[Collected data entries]
#####
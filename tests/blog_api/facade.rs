//! Typed facade operations.

use branchblog::{Blog, Error, PostId, PostUpdate, TagSet};

#[test]
fn fork_chain_tree_and_ancestors() {
    let blog = Blog::new();
    let hello = blog.create_post("Hello", "World", &["intro"]).unwrap();
    let v2 = blog.fork_post(hello.id, Some("Hello v2")).unwrap();
    let v3 = blog.fork_post(v2.id, None).unwrap();
    let alt = blog.fork_post(hello.id, Some("Alt")).unwrap();

    assert_eq!(v3.title, "Hello v2 (fork)");
    assert_eq!(v3.tags.as_slice(), &["intro"]);

    let tree = blog.tree(hello.id).unwrap();
    assert_eq!(tree.ids(), vec![hello.id, v2.id, v3.id, alt.id]);
    assert_eq!(blog.ancestors(v3.id).unwrap(), vec![v2.id, hello.id]);
    assert!(blog.ancestors(hello.id).unwrap().is_empty());
}

#[test]
fn likes_update_and_delete() {
    let blog = Blog::new();
    let post = blog.create_post("Draft", "v1", &[]).unwrap();
    assert_eq!(blog.like(post.id).unwrap(), 1);
    assert_eq!(blog.like(post.id).unwrap(), 2);

    let updated = blog
        .update(
            post.id,
            PostUpdate {
                content: Some("v2".into()),
                tags: Some(TagSet::parse_list("news, News, daily")),
                ..Default::default()
            },
        )
        .unwrap();
    assert_eq!(updated.title, "Draft");
    assert_eq!(updated.content, "v2");
    assert_eq!(updated.tags.as_slice(), &["news", "daily"]);
    assert_eq!(updated.likes, 2);

    blog.delete(post.id).unwrap();
    assert!(blog.list().unwrap().is_empty());
    assert!(blog.get(post.id).unwrap().deleted);
    assert_eq!(blog.like(post.id), Err(Error::PostDeleted { id: 0 }));

    let stats = blog.stats().unwrap();
    assert_eq!((stats.total, stats.live), (1, 0));
}

#[test]
fn errors_carry_stable_kinds() {
    let blog = Blog::new();
    blog.create_post("a", "b", &[]).unwrap();

    let err = blog.fork_post(PostId::new(99), None).unwrap_err();
    assert_eq!(err, Error::NotFound { id: 99 });
    assert_eq!(err.kind(), "not_found");

    let err = blog.create_post("", "b", &[]).unwrap_err();
    assert_eq!(err.kind(), "validation");
    assert_eq!(blog.stats().unwrap().total, 1);
}

#[test]
fn search_counts_hits() {
    let blog = Blog::new();
    blog.create_post("Rust", "fearless", &["lang"]).unwrap();
    blog.create_post("Go", "simple", &["lang"]).unwrap();
    blog.create_post("Bread", "sourdough", &["food"]).unwrap();

    let resp = blog.search(None, Some("LANG")).unwrap();
    assert_eq!(resp.count, 2);
    let resp = blog.search(Some("sour"), None).unwrap();
    assert_eq!(resp.hits[0].title, "Bread");
    assert_eq!(blog.search(None, None).unwrap().count, 3);
}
#####
Copy the records above exactly as they appear.

§ Response
filename tests/blog_api/facade.rs
//! Typed facade operations.

use branchblog::{Blog, Error, PostId, PostUpdate, TagSet};

#[test]
fn fork_chain_tree_and_ancestors() {
    let blog = Blog::new();
    let hello = blog.create_post("Hello", "World", &["intro"]).unwrap();
    let v2 = blog.fork_post(hello.id, Some("Hello v2")).unwrap();
    let v3 = blog.fork_post(v2.id, None).unwrap();
    let alt = blog.fork_post(hello.id, Some("Alt")).unwrap();

    assert_eq!(v3.title, "Hello v2 (fork)");
    assert_eq!(v3.tags.as_slice(), &["intro"]);

    let tree = blog.tree(hello.id).unwrap();
    assert_eq!(tree.ids(), vec![hello.id, v2.id, v3.id, alt.id]);
    assert_eq!(blog.ancestors(v3.id).unwrap(), vec![v2.id, hello.id]);
    assert!(blog.ancestors(hello.id).unwrap().is_empty());
}

#[test]
fn likes_update_and_delete() {
    let blog = Blog::new();
    let post = blog.create_post("Draft", "v1", &[]).unwrap();
    assert_eq!(blog.like(post.id).unwrap(), 1);
    assert_eq!(blog.like(post.id).unwrap(), 2);

    let updated = blog
        .update(
            post.id,
            PostUpdate {
                content: Some("v2".into()),
                tags: Some(TagSet::parse_list("news, News, daily")),
                ..Default::default()
            },
        )
        .unwrap();
    assert_eq!(updated.title, "Draft");
    assert_eq!(updated.content, "v2");
    assert_eq!(updated.tags.as_slice(), &["news", "daily"]);
    assert_eq!(updated.likes, 2);

    blog.delete(post.id).unwrap();
    assert!(blog.list().unwrap().is_empty());
    assert!(blog.get(post.id).unwrap().deleted);
    assert_eq!(blog.like(post.id), Err(Error::PostDeleted { id: 0 }));

    let stats = blog.stats().unwrap();
    assert_eq!((stats.total, stats.live), (1, 0));
}

#[test]
fn errors_carry_stable_kinds() {
    let blog = Blog::new();
    blog.create_post("a", "b", &[]).unwrap();

    let err = blog.fork_post(PostId::new(99), None).unwrap_err();
    assert_eq!(err, Error::NotFound { id: 99 });
    assert_eq!(err.kind(), "not_found");

    let err = blog.create_post("", "b", &[]).unwrap_err();
    assert_eq!(err.kind(), "validation");
    assert_eq!(blog.stats().unwrap().total, 1);
}

#[test]
fn search_counts_hits() {
    let blog = Blog::new();
    blog.create_post("Rust", "fearless", &["lang"]).unwrap();
    blog.create_post("Go", "simple", &["lang"]).unwrap();
    blog.create_post("Bread", "sourdough", &["food"]).unwrap();

    let resp = blog.search(None, Some("LANG")).unwrap();
    assert_eq!(resp.count, 2);
    let resp = blog.search(Some("sour"), None).unwrap();
    assert_eq!(resp.hits[0].title, "Bread");
    assert_eq!(blog.search(None, None).unwrap().count, 3);
}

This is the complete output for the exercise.